Start of INFORMATION GIVEN

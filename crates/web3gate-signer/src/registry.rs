//! Multi-key signer registry.

use alloy_primitives::{Address, B256};
use parking_lot::RwLock;
use std::collections::HashMap;
use std::sync::Arc;
use web3gate_types::{SignedTransaction, TransferSummary, TypedTransaction};

use crate::error::SignerError;
use crate::signer::Signer;

/// Registry mapping KMS key ids to signers.
///
/// One entry is the default; calls that do not name a key delegate to
/// it and it cannot be removed. Mutations take the write lock, lookups
/// take the read lock, and signing happens outside any lock so slow
/// KMS round-trips never serialize each other.
pub struct KeyRegistry {
    signers: RwLock<HashMap<String, Arc<Signer>>>,
    default_key_id: String,
    default_signer: Arc<Signer>,
}

impl KeyRegistry {
    pub fn new(default_key_id: impl Into<String>, default_signer: Signer) -> Result<Self, SignerError> {
        let default_key_id = default_key_id.into();
        if default_key_id.is_empty() {
            return Err(SignerError::EmptyKeyId);
        }
        let default_signer = Arc::new(default_signer);
        let mut signers = HashMap::new();
        signers.insert(default_key_id.clone(), default_signer.clone());
        Ok(KeyRegistry {
            signers: RwLock::new(signers),
            default_key_id,
            default_signer,
        })
    }

    /// Registers a signer under a new key id.
    pub fn add(&self, key_id: impl Into<String>, signer: Signer) -> Result<(), SignerError> {
        let key_id = key_id.into();
        if key_id.is_empty() {
            return Err(SignerError::EmptyKeyId);
        }
        let mut signers = self.signers.write();
        if signers.contains_key(&key_id) {
            return Err(SignerError::DuplicateKey(key_id));
        }
        signers.insert(key_id, Arc::new(signer));
        Ok(())
    }

    /// Removes a key. The default key is protected.
    pub fn remove(&self, key_id: &str) -> Result<(), SignerError> {
        if key_id == self.default_key_id {
            return Err(SignerError::DefaultKeyRemoval(key_id.to_string()));
        }
        let mut signers = self.signers.write();
        signers
            .remove(key_id)
            .map(|_| ())
            .ok_or_else(|| SignerError::UnknownKey(key_id.to_string()))
    }

    pub fn get(&self, key_id: &str) -> Option<Arc<Signer>> {
        self.signers.read().get(key_id).cloned()
    }

    pub fn default_key_id(&self) -> &str {
        &self.default_key_id
    }

    pub fn default_signer(&self) -> Arc<Signer> {
        self.default_signer.clone()
    }

    /// Addresses of all registered signers; the default comes first.
    pub fn addresses(&self) -> Vec<Address> {
        let signers = self.signers.read();
        let mut addresses = Vec::with_capacity(signers.len());
        addresses.push(self.default_signer.address());
        for (key_id, signer) in signers.iter() {
            if key_id != &self.default_key_id {
                addresses.push(signer.address());
            }
        }
        addresses
    }

    /// Address of the default signer.
    pub fn address(&self) -> Address {
        self.default_signer.address()
    }

    /// Signs a raw digest with the default key.
    pub async fn sign(&self, digest: B256) -> Result<[u8; 65], SignerError> {
        self.default_signer.sign_digest(digest).await
    }

    /// Signs a transaction with the default key.
    pub async fn sign_transaction(
        &self,
        tx: &TypedTransaction,
    ) -> Result<SignedTransaction, SignerError> {
        self.default_signer.sign_transaction(tx).await
    }

    /// Signs a transaction with a specific key.
    pub async fn sign_transaction_with_key_id(
        &self,
        tx: &TypedTransaction,
        key_id: &str,
    ) -> Result<SignedTransaction, SignerError> {
        let signer = self
            .get(key_id)
            .ok_or_else(|| SignerError::UnknownKey(key_id.to_string()))?;
        signer.sign_transaction(tx).await
    }

    /// Signs a transaction with a specific key, attaching an
    /// approval-UI summary where the backend supports one.
    pub async fn sign_transaction_with_summary(
        &self,
        tx: &TypedTransaction,
        key_id: &str,
        summary: Option<TransferSummary>,
    ) -> Result<SignedTransaction, SignerError> {
        let signer = self
            .get(key_id)
            .ok_or_else(|| SignerError::UnknownKey(key_id.to_string()))?;
        signer.sign_transaction_with_summary(tx, summary).await
    }
}
//! web3gate — an Ethereum JSON-RPC signing gateway.
//!
//! The gateway sits between JSON-RPC clients and an execution node. It
//! serves the handful of methods that need a private key by signing
//! through a remote MPC key-management service (`eth_accounts`,
//! `eth_sign`, `eth_signTransaction`, `eth_sendTransaction`) and
//! forwards every other method unchanged downstream.
//!
//! # Modules
//!
//! | Module | Description |
//! |--------|-------------|
//! | [`config`] | Configuration types, loading and validation |
//! | [`downstream`] | Client for the downstream execution node |
//! | [`logging`] | Tracing subscriber setup |
//! | [`rpc`] | JSON-RPC endpoint and method routing |
//! | [`run`] | Server initialization and runtime |
//! | [`shutdown`] | SIGTERM/SIGINT handling |
//!
//! # Running the Server
//!
//! ```bash
//! # Run with the default ./config.json
//! cargo run --package web3gate-gateway
//!
//! # Run with a custom config
//! cargo run --package web3gate-gateway -- --config /path/to/config.json
//! ```

pub mod config;
pub mod downstream;
pub mod logging;
pub mod rpc;
pub mod run;
pub mod shutdown;

pub use run::run;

End of INFORMATION GIVEN

• [ABOUT THIS EXERCISE]: Where in the records does the string "package" appear? Copy every line that has it.

• [PROBLEM SOLUTION]:
//! cargo run --package web3gate-gateway
//! cargo run --package web3gate-gateway -- --config /path/to/config.json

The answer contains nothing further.